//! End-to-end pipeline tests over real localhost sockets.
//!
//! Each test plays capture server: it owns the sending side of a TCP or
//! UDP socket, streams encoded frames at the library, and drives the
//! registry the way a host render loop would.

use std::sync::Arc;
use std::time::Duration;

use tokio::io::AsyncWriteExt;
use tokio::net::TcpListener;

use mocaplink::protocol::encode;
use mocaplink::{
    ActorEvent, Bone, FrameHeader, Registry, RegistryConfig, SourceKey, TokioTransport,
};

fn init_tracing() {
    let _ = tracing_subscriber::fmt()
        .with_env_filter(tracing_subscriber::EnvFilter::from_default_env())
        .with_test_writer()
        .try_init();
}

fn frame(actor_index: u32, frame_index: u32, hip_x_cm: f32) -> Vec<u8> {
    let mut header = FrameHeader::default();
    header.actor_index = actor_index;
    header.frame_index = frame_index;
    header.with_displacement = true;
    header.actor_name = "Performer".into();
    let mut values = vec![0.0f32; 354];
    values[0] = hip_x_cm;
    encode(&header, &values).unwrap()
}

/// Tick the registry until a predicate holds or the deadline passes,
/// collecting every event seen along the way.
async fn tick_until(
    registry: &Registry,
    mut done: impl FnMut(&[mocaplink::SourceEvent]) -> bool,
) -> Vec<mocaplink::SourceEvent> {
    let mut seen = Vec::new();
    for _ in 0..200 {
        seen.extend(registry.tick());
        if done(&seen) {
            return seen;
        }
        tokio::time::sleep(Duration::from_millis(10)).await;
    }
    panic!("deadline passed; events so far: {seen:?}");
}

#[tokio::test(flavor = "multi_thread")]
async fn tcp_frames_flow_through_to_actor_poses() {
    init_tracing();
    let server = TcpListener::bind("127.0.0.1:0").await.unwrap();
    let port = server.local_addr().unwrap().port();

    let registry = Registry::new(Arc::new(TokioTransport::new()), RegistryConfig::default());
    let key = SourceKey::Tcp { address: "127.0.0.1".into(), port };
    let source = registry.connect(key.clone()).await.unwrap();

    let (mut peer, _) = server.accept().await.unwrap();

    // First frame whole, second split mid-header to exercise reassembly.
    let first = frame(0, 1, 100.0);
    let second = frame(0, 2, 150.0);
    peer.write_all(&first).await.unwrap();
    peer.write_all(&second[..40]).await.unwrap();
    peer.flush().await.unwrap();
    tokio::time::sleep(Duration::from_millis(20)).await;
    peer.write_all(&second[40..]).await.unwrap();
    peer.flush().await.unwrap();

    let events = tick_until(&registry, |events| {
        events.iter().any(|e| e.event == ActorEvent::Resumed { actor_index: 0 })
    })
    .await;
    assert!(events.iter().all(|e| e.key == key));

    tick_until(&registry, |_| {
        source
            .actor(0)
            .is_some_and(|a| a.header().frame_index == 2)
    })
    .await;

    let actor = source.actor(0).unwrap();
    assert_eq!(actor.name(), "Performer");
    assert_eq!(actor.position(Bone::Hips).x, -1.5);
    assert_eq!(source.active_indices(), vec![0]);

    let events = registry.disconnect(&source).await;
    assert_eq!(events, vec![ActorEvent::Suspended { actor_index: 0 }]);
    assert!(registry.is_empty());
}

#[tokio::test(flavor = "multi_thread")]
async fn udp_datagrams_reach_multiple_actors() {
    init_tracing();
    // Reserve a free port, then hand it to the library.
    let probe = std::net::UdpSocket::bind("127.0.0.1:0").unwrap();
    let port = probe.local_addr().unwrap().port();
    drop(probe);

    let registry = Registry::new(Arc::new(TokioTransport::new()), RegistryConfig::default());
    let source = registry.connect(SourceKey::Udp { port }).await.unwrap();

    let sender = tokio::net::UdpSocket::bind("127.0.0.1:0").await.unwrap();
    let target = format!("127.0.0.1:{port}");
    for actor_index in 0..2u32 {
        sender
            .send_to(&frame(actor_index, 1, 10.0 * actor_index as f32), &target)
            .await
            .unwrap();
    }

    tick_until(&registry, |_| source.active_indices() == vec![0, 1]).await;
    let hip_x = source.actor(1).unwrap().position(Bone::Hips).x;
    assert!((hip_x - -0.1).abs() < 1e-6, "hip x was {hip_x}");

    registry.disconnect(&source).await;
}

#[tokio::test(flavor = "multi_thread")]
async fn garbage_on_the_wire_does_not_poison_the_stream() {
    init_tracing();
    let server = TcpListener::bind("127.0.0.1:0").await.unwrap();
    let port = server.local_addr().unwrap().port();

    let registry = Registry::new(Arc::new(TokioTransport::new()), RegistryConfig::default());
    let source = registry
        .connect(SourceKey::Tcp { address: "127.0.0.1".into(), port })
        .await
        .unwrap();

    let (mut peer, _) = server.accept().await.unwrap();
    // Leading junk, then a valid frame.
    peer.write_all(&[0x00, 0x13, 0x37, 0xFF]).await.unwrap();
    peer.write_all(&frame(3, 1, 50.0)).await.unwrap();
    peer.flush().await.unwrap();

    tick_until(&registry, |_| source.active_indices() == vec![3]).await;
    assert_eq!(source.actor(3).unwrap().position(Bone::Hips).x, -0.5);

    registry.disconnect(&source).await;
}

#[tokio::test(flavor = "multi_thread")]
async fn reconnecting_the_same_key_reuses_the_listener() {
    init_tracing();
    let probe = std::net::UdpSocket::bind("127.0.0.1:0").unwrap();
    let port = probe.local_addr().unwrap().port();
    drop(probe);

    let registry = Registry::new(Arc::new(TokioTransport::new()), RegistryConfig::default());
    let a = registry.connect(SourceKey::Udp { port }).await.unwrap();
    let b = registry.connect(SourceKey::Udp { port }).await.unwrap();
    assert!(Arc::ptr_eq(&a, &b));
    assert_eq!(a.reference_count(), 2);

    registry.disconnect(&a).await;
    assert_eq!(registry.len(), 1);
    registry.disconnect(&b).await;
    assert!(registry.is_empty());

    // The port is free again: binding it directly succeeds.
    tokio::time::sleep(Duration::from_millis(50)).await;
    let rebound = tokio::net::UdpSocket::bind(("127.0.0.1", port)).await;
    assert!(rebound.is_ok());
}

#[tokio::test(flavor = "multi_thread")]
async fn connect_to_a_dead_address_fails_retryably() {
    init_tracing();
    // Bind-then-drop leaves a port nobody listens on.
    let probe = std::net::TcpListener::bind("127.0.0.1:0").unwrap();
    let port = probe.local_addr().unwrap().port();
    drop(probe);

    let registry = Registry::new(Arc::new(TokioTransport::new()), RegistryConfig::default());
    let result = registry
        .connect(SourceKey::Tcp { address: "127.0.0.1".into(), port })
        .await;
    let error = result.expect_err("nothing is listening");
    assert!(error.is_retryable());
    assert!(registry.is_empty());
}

______

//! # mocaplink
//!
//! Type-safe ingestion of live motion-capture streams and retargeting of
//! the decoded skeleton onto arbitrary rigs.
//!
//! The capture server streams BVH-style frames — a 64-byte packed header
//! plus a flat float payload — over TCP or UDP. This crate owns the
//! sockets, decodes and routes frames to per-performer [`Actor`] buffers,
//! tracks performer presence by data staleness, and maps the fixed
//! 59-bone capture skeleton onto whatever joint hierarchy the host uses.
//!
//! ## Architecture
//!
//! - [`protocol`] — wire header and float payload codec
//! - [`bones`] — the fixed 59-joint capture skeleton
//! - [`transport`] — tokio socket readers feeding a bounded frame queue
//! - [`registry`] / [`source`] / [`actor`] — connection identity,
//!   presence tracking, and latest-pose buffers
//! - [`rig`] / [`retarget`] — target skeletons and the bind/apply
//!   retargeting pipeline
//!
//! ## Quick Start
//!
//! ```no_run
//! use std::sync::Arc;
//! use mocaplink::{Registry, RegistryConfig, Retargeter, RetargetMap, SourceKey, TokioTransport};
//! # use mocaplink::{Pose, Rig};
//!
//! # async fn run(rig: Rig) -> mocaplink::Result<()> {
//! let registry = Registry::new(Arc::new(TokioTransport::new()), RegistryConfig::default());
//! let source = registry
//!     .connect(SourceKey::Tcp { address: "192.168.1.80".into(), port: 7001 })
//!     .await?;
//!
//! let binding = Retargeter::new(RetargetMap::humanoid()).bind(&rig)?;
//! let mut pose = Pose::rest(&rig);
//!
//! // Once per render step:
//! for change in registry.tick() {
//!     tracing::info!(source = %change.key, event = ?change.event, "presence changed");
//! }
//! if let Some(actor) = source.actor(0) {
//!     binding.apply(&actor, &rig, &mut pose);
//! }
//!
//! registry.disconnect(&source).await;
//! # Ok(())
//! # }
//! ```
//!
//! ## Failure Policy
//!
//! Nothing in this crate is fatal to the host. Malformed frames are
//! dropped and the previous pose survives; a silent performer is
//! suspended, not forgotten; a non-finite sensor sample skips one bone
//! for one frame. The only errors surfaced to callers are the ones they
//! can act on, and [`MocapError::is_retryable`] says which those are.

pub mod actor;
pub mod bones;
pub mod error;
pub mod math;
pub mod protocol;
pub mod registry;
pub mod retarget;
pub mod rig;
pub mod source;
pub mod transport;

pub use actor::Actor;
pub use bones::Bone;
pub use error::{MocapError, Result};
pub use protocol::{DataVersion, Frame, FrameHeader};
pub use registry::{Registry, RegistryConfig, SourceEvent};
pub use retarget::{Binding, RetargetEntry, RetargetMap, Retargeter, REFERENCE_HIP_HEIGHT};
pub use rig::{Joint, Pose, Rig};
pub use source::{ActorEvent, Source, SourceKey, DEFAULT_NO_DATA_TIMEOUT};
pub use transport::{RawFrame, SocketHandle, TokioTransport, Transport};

______

DESCRIPTION OF THE TASK:
Take every line from the listing above that includes the word "second" and copy it.

RESPONSE TO THE TASK:
    // First frame whole, second split mid-header to exercise reassembly.
    let second = frame(0, 2, 150.0);
    peer.write_all(&second[..40]).await.unwrap();
    peer.write_all(&second[40..]).await.unwrap();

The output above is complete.